Alzheimer’s disease (AD) is a progressive neurodegenerative disorder characterized by cognitive decline. The entorhinal cortex (Ent) is among the earliest affected regions, and its neuropeptide cholecystokinin (CCK) supports neocortical-associated memory. Although our previous work demonstrated that CCK treatment rescues cognition and neuroplasticity in aged AD mice, the correlations among CCK expression, synaptic function, and cognitive decline with aging remain poorly understood.Using 3xTg-AD mice (2–18 months), we performed stereological, histological, and molecular analyses to evaluate brain atrophy, neuronal loss, glial responses, and gene expression. Cognitive function was assessed using novel object recognition and rotarod tests, while synaptic integrity was measured via electrophysiological recordings.

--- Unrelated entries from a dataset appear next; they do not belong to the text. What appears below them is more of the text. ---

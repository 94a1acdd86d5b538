//! JWT issuance, verification, refresh and revocation
//!
//! The codec half signs and verifies compact HS256 tokens with the algorithm
//! pinned: verification builds its own `Validation` for HS256 and checks the
//! parsed header, so a token advertising any other algorithm (including
//! `none`) is rejected no matter what its payload says.
//!
//! Access and refresh tokens are signed with distinct secrets. A token pair
//! shares one `jti`; its stored record is the revocation anchor (absence
//! means revoked).

use crate::config::SessionSettings;
use crate::error::{AuthError, Result};
use crate::store::{Lookup, TokenRecord, TokenStore};
use chrono::{Duration, Utc};
use jsonwebtoken::{
    decode, decode_header, encode, Algorithm, DecodingKey, EncodingKey, Header, Validation,
};
use secret_store::JwtSecretBundle;
use serde::{de::DeserializeOwned, Deserialize, Serialize};
use std::fmt;
use std::sync::Arc;
use uuid::Uuid;

/// The single accepted algorithm. Never read from the token header.
const JWT_ALGORITHM: Algorithm = Algorithm::HS256;

pub const ACCESS_TOKEN_TTL_SECS: i64 = 15 * 60;
pub const REFRESH_TOKEN_TTL_SECS: i64 = 7 * 24 * 60 * 60;

const TOKEN_TYPE_ACCESS: &str = "access";
const TOKEN_TYPE_REFRESH: &str = "refresh";

/// Claims carried by an access token.
#[derive(Debug, Clone, Serialize, Deserialize)]
pub struct AccessClaims {
    /// User id.
    pub sub: String,
    pub email: String,
    pub iat: i64,
    pub exp: i64,
    /// Shared pair id; the revocation-lookup key.
    pub jti: String,
    pub token_type: String,
}

/// Claims carried by a refresh token. Deliberately carries no email; the
/// stored record is the source of truth for it.
#[derive(Debug, Clone, Serialize, Deserialize)]
pub struct RefreshClaims {
    pub sub: String,
    pub iat: i64,
    pub exp: i64,
    pub jti: String,
    pub token_type: String,
}

/// Issued token pair.
#[derive(Debug, Clone, Serialize)]
pub struct TokenPair {
    pub access_token: String,
    pub refresh_token: String,
    pub expires_in: i64,
    pub token_type: String,
}

/// Result of exchanging a refresh token. The refresh token is not rotated.
#[derive(Debug, Clone, Serialize)]
pub struct RefreshedAccessToken {
    pub access_token: String,
    pub expires_in: i64,
    pub token_type: String,
}

/// Codec-level verification failure. Internal detail: callers fold this into
/// the opaque `InvalidToken` error class and keep the reason for audit only.
#[derive(Debug, Clone, PartialEq)]
pub enum CodecError {
    Malformed,
    InvalidSignature,
    Expired,
    AlgorithmMismatch,
    Other(String),
}

impl fmt::Display for CodecError {
    fn fmt(&self, f: &mut fmt::Formatter<'_>) -> fmt::Result {
        match self {
            CodecError::Malformed => write!(f, "malformed token"),
            CodecError::InvalidSignature => write!(f, "signature verification failed"),
            CodecError::Expired => write!(f, "token expired"),
            CodecError::AlgorithmMismatch => write!(f, "unexpected signing algorithm"),
            CodecError::Other(msg) => write!(f, "{msg}"),
        }
    }
}

/// Sign a claims object with the shared secret. Pure.
pub fn sign_claims<C: Serialize>(claims: &C, secret: &str) -> Result<String> {
    encode(
        &Header::new(JWT_ALGORITHM),
        claims,
        &EncodingKey::from_secret(secret.as_bytes()),
    )
    .map_err(|e| AuthError::Internal(format!("token signing failed: {e}")))
}

/// Verify signature + expiry and decode. Pure.
pub fn decode_claims<C: DeserializeOwned>(
    token: &str,
    secret: &str,
) -> std::result::Result<C, CodecError> {
    // Reject algorithm substitution before touching the signature. A header
    // that does not even parse (e.g. alg "none") is malformed.
    let header = decode_header(token).map_err(|_| CodecError::Malformed)?;
    if header.alg != JWT_ALGORITHM {
        return Err(CodecError::AlgorithmMismatch);
    }

    let mut validation = Validation::new(JWT_ALGORITHM);
    validation.validate_exp = true;
    validation.leeway = 0;

    decode::<C>(
        token,
        &DecodingKey::from_secret(secret.as_bytes()),
        &validation,
    )
    .map(|data| data.claims)
    .map_err(|e| match e.kind() {
        jsonwebtoken::errors::ErrorKind::ExpiredSignature => CodecError::Expired,
        jsonwebtoken::errors::ErrorKind::InvalidSignature => CodecError::InvalidSignature,
        jsonwebtoken::errors::ErrorKind::InvalidAlgorithm => CodecError::AlgorithmMismatch,
        jsonwebtoken::errors::ErrorKind::InvalidToken
        | jsonwebtoken::errors::ErrorKind::Base64(_)
        | jsonwebtoken::errors::ErrorKind::Json(_)
        | jsonwebtoken::errors::ErrorKind::Utf8(_) => CodecError::Malformed,
        other => CodecError::Other(format!("{other:?}")),
    })
}

/// Token lifecycle service: issuance, verification, refresh, revocation.
#[derive(Clone)]
pub struct JwtService {
    store: Arc<dyn TokenStore>,
    secrets: Arc<JwtSecretBundle>,
    access_ttl: Duration,
    refresh_ttl: Duration,
    max_sessions: Option<usize>,
}

impl JwtService {
    /// Default lifetimes (15 min / 7 days), no concurrent-session ceiling.
    pub fn new(store: Arc<dyn TokenStore>, secrets: JwtSecretBundle) -> Self {
        Self {
            store,
            secrets: Arc::new(secrets),
            access_ttl: Duration::seconds(ACCESS_TOKEN_TTL_SECS),
            refresh_ttl: Duration::seconds(REFRESH_TOKEN_TTL_SECS),
            max_sessions: None,
        }
    }

    /// Take lifetimes and the concurrent-session ceiling from configuration.
    /// A ceiling of zero means unlimited.
    pub fn with_session_policy(
        store: Arc<dyn TokenStore>,
        secrets: JwtSecretBundle,
        policy: &SessionSettings,
    ) -> Self {
        Self {
            store,
            secrets: Arc::new(secrets),
            access_ttl: Duration::seconds(policy.access_ttl_secs),
            refresh_ttl: Duration::seconds(policy.refresh_ttl_secs),
            max_sessions: (policy.max_concurrent_sessions > 0)
                .then_some(policy.max_concurrent_sessions as usize),
        }
    }

    /// Issue a fresh token pair and persist its revocation record.
    pub async fn generate_tokens(&self, user_id: &str, email: &str) -> Result<TokenPair> {
        let now = Utc::now();
        let jti = Uuid::new_v4().to_string();

        let access_claims = AccessClaims {
            sub: user_id.to_string(),
            email: email.to_string(),
            iat: now.timestamp(),
            exp: (now + self.access_ttl).timestamp(),
            jti: jti.clone(),
            token_type: TOKEN_TYPE_ACCESS.to_string(),
        };
        let refresh_claims = RefreshClaims {
            sub: user_id.to_string(),
            iat: now.timestamp(),
            exp: (now + self.refresh_ttl).timestamp(),
            jti: jti.clone(),
            token_type: TOKEN_TYPE_REFRESH.to_string(),
        };

        let access_token = sign_claims(&access_claims, &self.secrets.access_secret)?;
        let refresh_token = sign_claims(&refresh_claims, &self.secrets.refresh_secret)?;

        // The record must exist before the pair leaves this function, or a
        // caller could hold a token that reads as revoked.
        self.store
            .put(&TokenRecord {
                token_id: jti,
                user_id: user_id.to_string(),
                email: email.to_string(),
                token_type: TOKEN_TYPE_REFRESH.to_string(),
                created_at: now,
                expires_at: now + self.refresh_ttl,
            })
            .await?;

        if let Some(max) = self.max_sessions {
            self.evict_oldest_sessions(user_id, max).await?;
        }

        tracing::info!(user_id = %user_id, "token pair issued");

        Ok(TokenPair {
            access_token,
            refresh_token,
            expires_in: self.access_ttl.num_seconds(),
            token_type: "Bearer".to_string(),
        })
    }

    /// Delete refresh records past the session ceiling, oldest first. The
    /// evicted pairs read as revoked from then on. Access-token records
    /// minted by refresh are not sessions and are left to their short TTL.
    async fn evict_oldest_sessions(&self, user_id: &str, max: usize) -> Result<()> {
        let mut sessions: Vec<TokenRecord> = self
            .store
            .list_by_user(user_id)
            .await?
            .into_iter()
            .filter(|r| r.token_type == TOKEN_TYPE_REFRESH)
            .collect();
        if sessions.len() <= max {
            return Ok(());
        }

        sessions.sort_by_key(|r| r.created_at);
        let excess = sessions.len() - max;
        for record in sessions.iter().take(excess) {
            self.store.delete(&record.token_id).await?;
            tracing::info!(
                user_id = %user_id,
                token_id = %record.token_id,
                "session ceiling reached, oldest session evicted"
            );
        }
        Ok(())
    }

    /// Verify an access token: signature, expiry, then the revocation check
    /// against the stored record and the user's revoke-all watermark.
    pub async fn verify_access_token(&self, token: &str) -> Result<AccessClaims> {
        let claims: AccessClaims = decode_claims(token, &self.secrets.access_secret)
            .map_err(|e| AuthError::InvalidAccessToken {
                reason: e.to_string(),
            })?;

        if claims.token_type != TOKEN_TYPE_ACCESS {
            return Err(AuthError::InvalidAccessToken {
                reason: "wrong token class".to_string(),
            });
        }

        match self.store.get(&claims.jti).await? {
            Lookup::Found(record) if record.user_id == claims.sub => {}
            Lookup::Found(_) => {
                return Err(AuthError::InvalidAccessToken {
                    reason: "record owner mismatch".to_string(),
                })
            }
            Lookup::NotFound => {
                return Err(AuthError::InvalidAccessToken {
                    reason: "token revoked".to_string(),
                })
            }
        }

        // Tokens issued before the last revoke-all are dead even if their
        // record survived a concurrent issuance race.
        if let Some(watermark) = self.store.revocation_watermark(&claims.sub).await? {
            if claims.iat < watermark.timestamp() {
                return Err(AuthError::InvalidAccessToken {
                    reason: "issued before revoke-all".to_string(),
                });
            }
        }

        Ok(claims)
    }

    /// Verify a refresh token: signature, expiry, stored record owned by the
    /// same user.
    pub async fn verify_refresh_token(&self, token: &str) -> Result<RefreshClaims> {
        let claims: RefreshClaims = decode_claims(token, &self.secrets.refresh_secret)
            .map_err(|e| AuthError::InvalidRefreshToken {
                reason: e.to_string(),
            })?;

        if claims.token_type != TOKEN_TYPE_REFRESH {
            return Err(AuthError::InvalidRefreshToken {
                reason: "wrong token class".to_string(),
            });
        }

        match self.store.get(&claims.jti).await? {
            Lookup::Found(record) if record.user_id == claims.sub => Ok(claims),
            Lookup::Found(_) => Err(AuthError::InvalidRefreshToken {
                reason: "record owner mismatch".to_string(),
            }),
            Lookup::NotFound => Err(AuthError::InvalidRefreshToken {
                reason: "token revoked".to_string(),
            }),
        }
    }

    /// Exchange a refresh token for a brand-new access token with a fresh
    /// `jti`. The refresh token keeps its own id and record.
    pub async fn refresh_access_token(&self, refresh_token: &str) -> Result<RefreshedAccessToken> {
        let refresh_claims = self.verify_refresh_token(refresh_token).await?;

        // Refresh claims carry no email; recover it from the stored record.
        let record = match self.store.get(&refresh_claims.jti).await? {
            Lookup::Found(record) => record,
            Lookup::NotFound => {
                return Err(AuthError::InvalidRefreshToken {
                    reason: "token revoked".to_string(),
                })
            }
        };

        let now = Utc::now();
        let new_jti = Uuid::new_v4().to_string();
        let access_claims = AccessClaims {
            sub: refresh_claims.sub.clone(),
            email: record.email.clone(),
            iat: now.timestamp(),
            exp: (now + self.access_ttl).timestamp(),
            jti: new_jti.clone(),
            token_type: TOKEN_TYPE_ACCESS.to_string(),
        };
        let access_token = sign_claims(&access_claims, &self.secrets.access_secret)?;

        // The new access token needs its own record so the revocation check
        // holds for it; the record dies with the access token.
        self.store
            .put(&TokenRecord {
                token_id: new_jti,
                user_id: refresh_claims.sub.clone(),
                email: record.email,
                token_type: TOKEN_TYPE_ACCESS.to_string(),
                created_at: now,
                expires_at: now + self.access_ttl,
            })
            .await?;

        tracing::info!(user_id = %refresh_claims.sub, "access token refreshed");

        Ok(RefreshedAccessToken {
            access_token,
            expires_in: self.access_ttl.num_seconds(),
            token_type: "Bearer".to_string(),
        })
    }

    /// Delete the record for one token pair, invalidating both halves
    /// immediately.
    pub async fn revoke_token(&self, token_id: &str) -> Result<()> {
        self.store.delete(token_id).await?;
        tracing::info!(token_id = %token_id, "token revoked");
        Ok(())
    }

    /// Revoke every live token for a user: delete each record, then set the
    /// watermark so records created by a concurrent issuance race are dead
    /// on arrival. Returns the number of records deleted.
    pub async fn revoke_all_user_tokens(&self, user_id: &str) -> Result<usize> {
        let records = self.store.list_by_user(user_id).await?;
        let count = records.len();
        for record in &records {
            self.store.delete(&record.token_id).await?;
        }
        self.store
            .set_revocation_watermark(user_id, Utc::now())
            .await?;

        tracing::warn!(user_id = %user_id, revoked = count, "all tokens revoked for user");
        Ok(count)
    }

    /// Scheduler-driven sweep. Advisory for TTL-backed stores.
    pub async fn cleanup_expired_tokens(&self) -> Result<u64> {
        self.store.cleanup_expired().await
    }
}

Importantly, we investigated the therapeutic potential of CCK-B receptor (CCK-BR) agonists on cognition and neuroplasticity across disease stages of AD.The Ent exhibits significant atrophy and excitatory neuronal loss as early as 7 months of age, confirming its role as one of the earliest and most severely affected regions in AD. CCK was downregulated earlier than other synaptic genes in the Ent and other brain regions. CCK-4 treatment rescued deficits in synaptic plasticity and cognition in 3xTg-AD mice across multiple disease stages. Long-term administration of HT-267, an optimized CCK-4 analogue, in young 3xTg-AD mice delayed cognitive decline, enhanced synaptic scaffolding, and restored long-term potentiation in both the cortex and hippocampus (HPC).Our findings identify CCK downregulation as an early biomarker in AD and demonstrate the therapeutic effects of CCK-BR agonists in mitigating cognitive and synaptic deficits from mild to severe disease stages. The ability of long-term CCK-4 analogue treatment to decelerate AD progression indicates its promise as an early intervention strategy.